Dataset records:
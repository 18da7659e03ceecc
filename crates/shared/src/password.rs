//! Argon2id password hashing.

use argon2::{
    password_hash::{rand_core::OsRng, PasswordHash, PasswordHasher, PasswordVerifier, SaltString},
    Algorithm, Argon2, Params, Version,
};
use thiserror::Error;

#[derive(Debug, Error)]
pub enum PasswordError {
    #[error("Failed to hash password: {0}")]
    HashError(String),

    #[error("Failed to verify password: {0}")]
    VerifyError(String),

    #[error("Invalid password hash format")]
    InvalidHashFormat,
}

// OWASP 2024 baseline: 19 MiB, 2 passes, 1 lane.
const MEMORY_COST: u32 = 19456;
const TIME_COST: u32 = 2;
const PARALLELISM: u32 = 1;
const OUTPUT_LEN: usize = 32;

fn hasher() -> Result<Argon2<'static>, PasswordError> {
    let params = Params::new(MEMORY_COST, TIME_COST, PARALLELISM, Some(OUTPUT_LEN))
        .map_err(|e| PasswordError::HashError(format!("Invalid Argon2 params: {}", e)))?;
    Ok(Argon2::new(Algorithm::Argon2id, Version::V0x13, params))
}

/// Hashes a password and returns the PHC string stored in `users.password_hash`.
pub fn hash_password(password: &str) -> Result<String, PasswordError> {
    let salt = SaltString::generate(&mut OsRng);
    hasher()?
        .hash_password(password.as_bytes(), &salt)
        .map(|hash| hash.to_string())
        .map_err(|e| PasswordError::HashError(e.to_string()))
}

/// Checks a plaintext password against a stored PHC hash.
///
/// The parameters are read from the hash itself, so hashes produced with
/// older settings keep verifying.
pub fn verify_password(password: &str, hash: &str) -> Result<bool, PasswordError> {
    let parsed = PasswordHash::new(hash).map_err(|_| PasswordError::InvalidHashFormat)?;

    match Argon2::default().verify_password(password.as_bytes(), &parsed) {
        Ok(()) => Ok(true),
        Err(argon2::password_hash::Error::Password) => Ok(false),
        Err(e) => Err(PasswordError::VerifyError(e.to_string())),
    }
}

• [What needs to be done]
In full and without alteration, repeat the records.

• [Output for this exercise]
repository 18da7659e03ceecc
filename crates/shared/src/password.rs
//! Argon2id password hashing.

use argon2::{
    password_hash::{rand_core::OsRng, PasswordHash, PasswordHasher, PasswordVerifier, SaltString},
    Algorithm, Argon2, Params, Version,
};
use thiserror::Error;

#[derive(Debug, Error)]
pub enum PasswordError {
    #[error("Failed to hash password: {0}")]
    HashError(String),

    #[error("Failed to verify password: {0}")]
    VerifyError(String),

    #[error("Invalid password hash format")]
    InvalidHashFormat,
}

// OWASP 2024 baseline: 19 MiB, 2 passes, 1 lane.
const MEMORY_COST: u32 = 19456;
const TIME_COST: u32 = 2;
const PARALLELISM: u32 = 1;
const OUTPUT_LEN: usize = 32;

fn hasher() -> Result<Argon2<'static>, PasswordError> {
    let params = Params::new(MEMORY_COST, TIME_COST, PARALLELISM, Some(OUTPUT_LEN))
        .map_err(|e| PasswordError::HashError(format!("Invalid Argon2 params: {}", e)))?;
    Ok(Argon2::new(Algorithm::Argon2id, Version::V0x13, params))
}

/// Hashes a password and returns the PHC string stored in `users.password_hash`.
pub fn hash_password(password: &str) -> Result<String, PasswordError> {
    let salt = SaltString::generate(&mut OsRng);
    hasher()?
        .hash_password(password.as_bytes(), &salt)
        .map(|hash| hash.to_string())
        .map_err(|e| PasswordError::HashError(e.to_string()))
}

/// Checks a plaintext password against a stored PHC hash.
///
/// The parameters are read from the hash itself, so hashes produced with
/// older settings keep verifying.
pub fn verify_password(password: &str, hash: &str) -> Result<bool, PasswordError> {
    let parsed = PasswordHash::new(hash).map_err(|_| PasswordError::InvalidHashFormat)?;

    match Argon2::default().verify_password(password.as_bytes(), &parsed) {
        Ok(()) => Ok(true),
        Err(argon2::password_hash::Error::Password) => Ok(false),
        Err(e) => Err(PasswordError::VerifyError(e.to_string())),
    }
}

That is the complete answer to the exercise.